Cientista social e gerente de medidas socioeducativas, José Genaro Pereira de Araújo é morador de Heliópolis, que, com cerca de um milhão de metros quadrados, é a maior favela de São Paulo. Com cerca de 200 mil habitantes, a comunidade conta com uma cozinha comunitária que foi inaugurada em outubro de 2023 pela UNAS Heliópolis e Região, com apoio da Habitat para Humanidade em parceria com a Prefeitura de São Paulo.
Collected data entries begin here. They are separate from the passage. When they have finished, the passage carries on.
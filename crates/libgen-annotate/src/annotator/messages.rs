use super::{
  AnnotationContext,
  annotations::{AnnotatedModel, FieldAnnotation, MessageAnnotation, OneOfAnnotation},
  doc_lines,
  errors::ConfigError,
  metrics::AnnotationStats,
  naming::identifiers::{to_rust_field_name, to_rust_type_name, to_snake_no_mangling},
  oneof::best_field,
  serde_as,
  types::resolve_field_type,
};
use crate::model::{Field, Message};

/// Annotates a message with only its naming data.
pub(crate) fn annotate_basic_message(
  ctx: &AnnotationContext<'_>,
  message: &Message,
  model: &mut AnnotatedModel,
) -> Result<(), ConfigError> {
  let names = ctx.qualifier.message(message)?;
  model.messages.insert(
    message.id.clone(),
    MessageAnnotation {
      module_name: ctx.qualifier.module_name(message),
      name: names.name,
      module_path: names.module_path,
      qualified_name: names.qualified,
      relative_name: names.relative,
      example_name: names.example,
      alias: names.alias,
      basic: true,
      ..Default::default()
    },
  );
  Ok(())
}

/// Annotates an own-package message with its fields and oneofs.
pub(crate) fn annotate_message(
  ctx: &AnnotationContext<'_>,
  message: &Message,
  model: &mut AnnotatedModel,
  stats: &mut AnnotationStats,
) -> Result<(), ConfigError> {
  let names = ctx.qualifier.message(message)?;

  for field in &message.fields {
    let annotation = annotate_field(ctx, message, &names.name, field, stats)?;
    model.fields.insert(field.id.clone(), annotation);
  }

  for oneof in &message.oneofs {
    let oneof_names = ctx.qualifier.oneof(message, &names, oneof);
    model.oneofs.insert(
      oneof.id.clone(),
      OneOfAnnotation {
        enum_name: oneof_names.enum_name,
        field_name: oneof_names.field_name,
        qualified_name: oneof_names.qualified,
        relative_name: oneof_names.relative,
        alias: oneof_names.alias,
        example_field: best_field(message.oneof_fields(oneof)).map(|field| field.id.clone()),
        branches: message.oneof_fields(oneof).map(|field| field.id.clone()).collect(),
        docs: doc_lines(&oneof.documentation),
      },
    );
  }

  model.messages.insert(
    message.id.clone(),
    MessageAnnotation {
      module_name: ctx.qualifier.module_name(message),
      name: names.name,
      module_path: names.module_path,
      qualified_name: names.qualified,
      relative_name: names.relative,
      example_name: names.example,
      alias: names.alias,
      internal: ctx.options.internal_types.contains(&message.id),
      deprecated: message.deprecated,
      docs: doc_lines(&message.documentation),
      basic: false,
      has_nested_types: ctx.index.has_nested_types(&message.id),
      fields: message.fields.iter().map(|field| field.id.clone()).collect(),
      oneofs: message.oneofs.iter().map(|oneof| oneof.id.clone()).collect(),
      ..Default::default()
    },
  );
  Ok(())
}

fn annotate_field(
  ctx: &AnnotationContext<'_>,
  container: &Message,
  container_name: &str,
  field: &Field,
  stats: &mut AnnotationStats,
) -> Result<FieldAnnotation, ConfigError> {
  let is_boxed = serde_as::needs_box(&ctx.types, &container.id, field);
  let resolved = resolve_field_type(ctx, field, is_boxed, stats)?;

  Ok(FieldAnnotation {
    field_name: to_rust_field_name(&field.name),
    setter_name: format!("set_{}", to_snake_no_mangling(&field.name)),
    branch_name: field.is_oneof().then(|| to_rust_type_name(&field.name)),
    field_type: resolved.field_type,
    primitive_field_type: resolved.primitive_field_type,
    serde_as: serde_as::field_adapter(ctx.index, field, ctx.options.bytes_alphabet),
    skip_if_is_default: serde_as::skip_if_is_default(field),
    is_boxed,
    alias: ctx.qualifier.field_alias(container, container_name, field),
    docs: doc_lines(&field.documentation),
  })
}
A Cozinha Comunitária Dilza Maria Dias oferece cerca de 400 refeições diárias, quantidade que, Genaro opina, está aquém da demanda das famílias: “É muito importante a comunidade contar com o projeto, mas todo dia você vê que a fila começa a se formar muito cedo: não são nem nove horas da manhã e já tem família esperando, e a cozinha só começa a distribuir as refeições às 11h30. São filas imensas, de virar o quarteirão, e que ilustram como estamos longe de combater a fome de forma ideal”, desabafa.
Outro lado
A reportagem procurou a Prefeitura de São Paulo e a Secretaria Municipal de Direitos Humanos para comentarem os resultados da pesquisa. A secretaria preferiu não comentar, pois alegou que não teve acesso ao estudo e que as questões exigiam a participação de “muitas pastas”. As perguntas enviadas foram: 1 – Qual índice tem sido utilizado para mensurar o alcance dos programas de combate à fome em São Paulo neste ano (mesmo intervalo da pesquisa) entre a população e qual foi o resultado desse alcance e baseado em quais parâmetros? 2 – A prefeitura tem feito algo para implementar o combate à fome de forma transversal, como pensar no impacto de outras politicas ao problemas, em especial o preço do transporte público? 3 – De que forma a prefeitura tem avaliado a disponibilidade dos aparelhos e como tem avaliado a possibilidade de sua expansão?